= Emmanuel Badu Kobi =

Ghanaian pastor

Emmanuel Kobi Badu is a Ghanaian pastor, businessman, philanthropist and writer.

==Background==
Born on 3 May in Ashanti Region of Ghana. He is the founder and general overseer of Glorious Wave Church International, president of Kingdom Bible College, Emmanuel Kobi Ministries, and the author of several publications and books including "Born for Glory" and " The Church Back to Eden”.

==Family==
He is divorced from Gloria Sarfo who is also from Asante Region of Ghana.

His son, Daniel Kenneth Badu Kobi, born on 10 April 1998, died at the age of 19 after a short illness. He was a student of Ashesi University at the time of his death.
The funeral was attended by high-ranking members of the society including former president John Dramani Mahama, Afia Schwarzenegger and other religious figures.

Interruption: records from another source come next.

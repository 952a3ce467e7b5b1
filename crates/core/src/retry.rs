//! Exponential backoff retry utility
//!
//! Configurable retries with exponential backoff and optional jitter
//! for transient failures against external services.
//!
//! # Examples
//!
//! ```
//! use tube_mirror_core::retry::{RetryPolicy, retry_with_backoff};
//!
//! async fn fallible_operation() -> Result<String, std::io::Error> {
//!     Ok("success".to_string())
//! }
//!
//! # async fn example() -> Result<(), Box<dyn std::error::Error>> {
//! let result = retry_with_backoff(
//!     || async { fallible_operation().await },
//!     RetryPolicy::default(),
//!     |err: &std::io::Error| err.kind() == std::io::ErrorKind::ConnectionRefused,
//! ).await?;
//! # Ok(())
//! # }
//! ```

use rand::Rng;
use std::future::Future;
use std::time::Duration;
use tokio::time::sleep;

/// Retry policy configuration for exponential backoff
#[derive(Debug, Clone)]
pub struct RetryPolicy {
    /// Maximum number of retry attempts (0 means no retries, only initial attempt)
    pub max_retries: u32,

    /// Base delay in milliseconds for the first retry
    pub base_delay_ms: u64,

    /// Maximum delay in milliseconds to cap exponential growth
    pub max_delay_ms: u64,

    /// Whether to add random jitter to delays
    pub jitter: bool,
}

impl Default for RetryPolicy {
    fn default() -> Self {
        Self {
            max_retries: 3,
            base_delay_ms: 100,
            max_delay_ms: 5000,
            jitter: true,
        }
    }
}

impl RetryPolicy {
    pub fn new(max_retries: u32, base_delay_ms: u64, max_delay_ms: u64, jitter: bool) -> Self {
        Self {
            max_retries,
            base_delay_ms,
            max_delay_ms,
            jitter,
        }
    }

    /// Policy for external API page fetches: 3 retries, 1s base delay
    /// doubling per attempt, no jitter so pacing stays predictable
    /// against per-second rate limits.
    pub fn page_fetch() -> Self {
        Self {
            max_retries: 3,
            base_delay_ms: 1000,
            max_delay_ms: 10_000,
            jitter: false,
        }
    }

    /// Calculates the delay for a given retry attempt
    ///
    /// Exponential backoff: delay = min(base * 2^attempt, max_delay),
    /// plus up to 30% random jitter when enabled.
    fn calculate_delay(&self, attempt: u32) -> Duration {
        let exponential_delay = self
            .base_delay_ms
            .saturating_mul(2_u64.saturating_pow(attempt));

        let capped_delay = exponential_delay.min(self.max_delay_ms);

        let final_delay = if self.jitter {
            let jitter_range = (capped_delay as f64 * 0.3) as u64;
            let jitter = if jitter_range > 0 {
                rand::thread_rng().gen_range(0..=jitter_range)
            } else {
                0
            };
            capped_delay.saturating_add(jitter)
        } else {
            capped_delay
        };

        Duration::from_millis(final_delay)
    }
}

/// Retries an async operation with exponential backoff
///
/// Executes the provided closure and retries on failure according to
/// the policy. Only retries when `is_retryable` returns true for the
/// error; non-retryable errors fail immediately.
pub async fn retry_with_backoff<F, Fut, T, E, P>(
    mut operation: F,
    policy: RetryPolicy,
    is_retryable: P,
) -> Result<T, E>
where
    F: FnMut() -> Fut,
    Fut: Future<Output = Result<T, E>>,
    P: Fn(&E) -> bool,
{
    let mut attempt = 0;

    loop {
        match operation().await {
            Ok(result) => {
                tracing::debug!(attempt = attempt, "Operation succeeded");
                return Ok(result);
            }
            Err(error) => {
                if attempt >= policy.max_retries {
                    tracing::warn!(
                        attempt = attempt,
                        max_retries = policy.max_retries,
                        "All retry attempts exhausted"
                    );
                    return Err(error);
                }

                if !is_retryable(&error) {
                    tracing::debug!(attempt = attempt, "Error is not retryable");
                    return Err(error);
                }

                let delay = policy.calculate_delay(attempt);
                tracing::debug!(
                    attempt = attempt,
                    delay_ms = delay.as_millis() as u64,
                    "Retrying after delay"
                );

                sleep(delay).await;
                attempt += 1;
            }
        }
    }
}
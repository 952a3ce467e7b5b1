//! Batched video persistence
//!
//! Chunks normalized records into fixed-size batches, dedupes each
//! batch on the natural key, and upserts one batch per transaction with
//! a pacing delay in between. A failed batch is logged and skipped so
//! one poisoned batch cannot sink a whole channel's worth of records.

use std::collections::{HashMap, HashSet};
use std::sync::Arc;
use std::time::Duration;
use tokio::time::sleep;
use tracing::{debug, warn};

use crate::normalizer::VideoRecord;
use crate::repository::VideoRepository;
use crate::youtube::PAGE_SIZE;

/// Delay between consecutive batch writes
const INTER_BATCH_DELAY: Duration = Duration::from_millis(500);

/// What a write pass actually persisted
#[derive(Debug, Default)]
pub struct WriteSummary {
    /// Records the store confirmed, in write order.
    pub written: Vec<VideoRecord>,
    /// How many of those created a new row rather than refreshing one.
    pub new_count: usize,
}

/// Writes normalized records to the store in paced, deduplicated batches
pub struct BatchUpsertWriter {
    repo: Arc<dyn VideoRepository>,
    batch_size: usize,
    inter_batch_delay: Duration,
}

impl BatchUpsertWriter {
    pub fn new(repo: Arc<dyn VideoRepository>) -> Self {
        Self {
            repo,
            batch_size: PAGE_SIZE,
            inter_batch_delay: INTER_BATCH_DELAY,
        }
    }

    /// Override batch size and pacing (tests).
    pub fn with_timings(mut self, batch_size: usize, inter_batch_delay: Duration) -> Self {
        self.batch_size = batch_size;
        self.inter_batch_delay = inter_batch_delay;
        self
    }

    /// Persist `records`, returning what the store confirmed.
    ///
    /// Records are deduplicated on video ID keeping the first
    /// occurrence; the upsert would otherwise touch the same row twice
    /// in one statement's transaction.
    pub async fn write(&self, records: Vec<VideoRecord>) -> WriteSummary {
        let deduped = dedupe_by_video_id(records);
        if deduped.is_empty() {
            return WriteSummary::default();
        }

        let mut summary = WriteSummary {
            written: Vec::with_capacity(deduped.len()),
            new_count: 0,
        };
        let total_batches = deduped.len().div_ceil(self.batch_size);

        for (index, batch) in deduped.chunks(self.batch_size).enumerate() {
            if index > 0 {
                sleep(self.inter_batch_delay).await;
            }

            match self.repo.upsert_batch(batch).await {
                Ok(outcomes) => {
                    let confirmed: HashMap<String, bool> = outcomes
                        .into_iter()
                        .map(|o| (o.video_id, o.inserted))
                        .collect();
                    for record in batch {
                        if let Some(inserted) = confirmed.get(&record.video_id) {
                            if *inserted {
                                summary.new_count += 1;
                            }
                            summary.written.push(record.clone());
                        }
                    }
                    debug!(
                        batch = index + 1,
                        total_batches,
                        size = batch.len(),
                        "Batch upserted"
                    );
                }
                Err(e) => {
                    // Skip and continue: later batches still get written
                    warn!(
                        batch = index + 1,
                        total_batches,
                        size = batch.len(),
                        "Batch upsert failed, skipping: {:#}",
                        e
                    );
                }
            }
        }

        summary
    }
}

fn dedupe_by_video_id(records: Vec<VideoRecord>) -> Vec<VideoRecord> {
    let mut seen = HashSet::with_capacity(records.len());
    records
        .into_iter()
        .filter(|r| seen.insert(r.video_id.clone()))
        .collect()
}
//! Degraded-read browse surface
//!
//! Reads for the video listing go through the same ordered-strategy
//! machinery as ingestion: the full query first, a reduced-column query
//! when the full one fails, and finally a built-in sample set so the
//! browse surface stays up even with the store unreachable.

use async_trait::async_trait;
use std::sync::Arc;
use tracing::error;

use crate::fallback::{FallbackChain, Strategy};
use crate::normalizer::VideoSummary;
use crate::repository::VideoRepository;
use crate::{IngestionError, Result};

/// Tier name reported when the built-in sample set was served
pub const SAMPLE_TIER: &str = "sample";

/// A browse listing plus the tier that produced it
#[derive(Debug)]
pub struct BrowseResult {
    pub videos: Vec<VideoSummary>,
    pub tier: String,
}

struct FullQuery {
    repo: Arc<dyn VideoRepository>,
    limit: i64,
}

#[async_trait]
impl Strategy<Vec<VideoSummary>> for FullQuery {
    fn name(&self) -> &str {
        "full"
    }

    async fn execute(&self) -> Result<Vec<VideoSummary>> {
        self.repo
            .list_videos(self.limit)
            .await
            .map_err(|e| IngestionError::Database(format!("{e:#}")))
    }
}

struct ReducedQuery {
    repo: Arc<dyn VideoRepository>,
    limit: i64,
}

#[async_trait]
impl Strategy<Vec<VideoSummary>> for ReducedQuery {
    fn name(&self) -> &str {
        "reduced"
    }

    async fn execute(&self) -> Result<Vec<VideoSummary>> {
        self.repo
            .list_videos_reduced(self.limit)
            .await
            .map_err(|e| IngestionError::Database(format!("{e:#}")))
    }
}

struct SampleSet;

#[async_trait]
impl Strategy<Vec<VideoSummary>> for SampleSet {
    fn name(&self) -> &str {
        SAMPLE_TIER
    }

    async fn execute(&self) -> Result<Vec<VideoSummary>> {
        Ok(sample_videos())
    }
}

/// Placeholder listing served when every store read fails
fn sample_videos() -> Vec<VideoSummary> {
    vec![
        VideoSummary {
            video_id: "sample-welcome".to_string(),
            title: "Welcome to TubeMirror".to_string(),
            thumbnail: None,
            channel_name: Some("TubeMirror".to_string()),
            views: 0,
        },
        VideoSummary {
            video_id: "sample-unavailable".to_string(),
            title: "Catalog temporarily unavailable".to_string(),
            thumbnail: None,
            channel_name: Some("TubeMirror".to_string()),
            views: 0,
        },
    ]
}

/// Serves browse listings with tiered degradation
pub struct VideoBrowser {
    repo: Arc<dyn VideoRepository>,
}

impl VideoBrowser {
    pub fn new(repo: Arc<dyn VideoRepository>) -> Self {
        Self { repo }
    }

    /// List videos for browsing, newest first. Never fails: the final
    /// tier is the built-in sample set.
    pub async fn list(&self, limit: i64) -> BrowseResult {
        let chain = FallbackChain::new(vec![
            Box::new(FullQuery {
                repo: self.repo.clone(),
                limit,
            }) as Box<dyn Strategy<Vec<VideoSummary>>>,
            Box::new(ReducedQuery {
                repo: self.repo.clone(),
                limit,
            }),
            Box::new(SampleSet),
        ]);

        match chain.execute().await {
            Ok(outcome) => BrowseResult {
                videos: outcome.value,
                tier: outcome.winner,
            },
            // Unreachable while the sample tier is infallible
            Err(e) => {
                error!("Browse chain failed: {}", e);
                BrowseResult {
                    videos: sample_videos(),
                    tier: SAMPLE_TIER.to_string(),
                }
            }
        }
    }
}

==Philanthropy and ministry==
Kobi has given out more than 200 cars to people in Ghana, including celebrity musicians Obaapa Christy, Yaw Sarpong and Daddy Lumba. Counselor George Lutterodt was also a beneficiary.

Church members have given him cars, a house with a Jacuzzi and many other gifts. On 13 September 2016, Kobi donated $10,000 to veteran actor Abeiku Yyame at the Korle-bu teaching hospital. The actor was reported suffering from enlargement of the heart or cardiomegaly.

== Criticisms ==
In February 2019, Abronye DC of the ruling New Patriotic Party denounced Kobi as a "fake pastor", claiming he "consistently give[s] false prophecies".

In July 2019, Kobi was criticized in the Parliament of Ghana for derogatory language he used towards Ashanti and Fanti women. The Christian Council of Ghana also criticized his comments, describing them as "bigoted" and "unnecessary and lawless".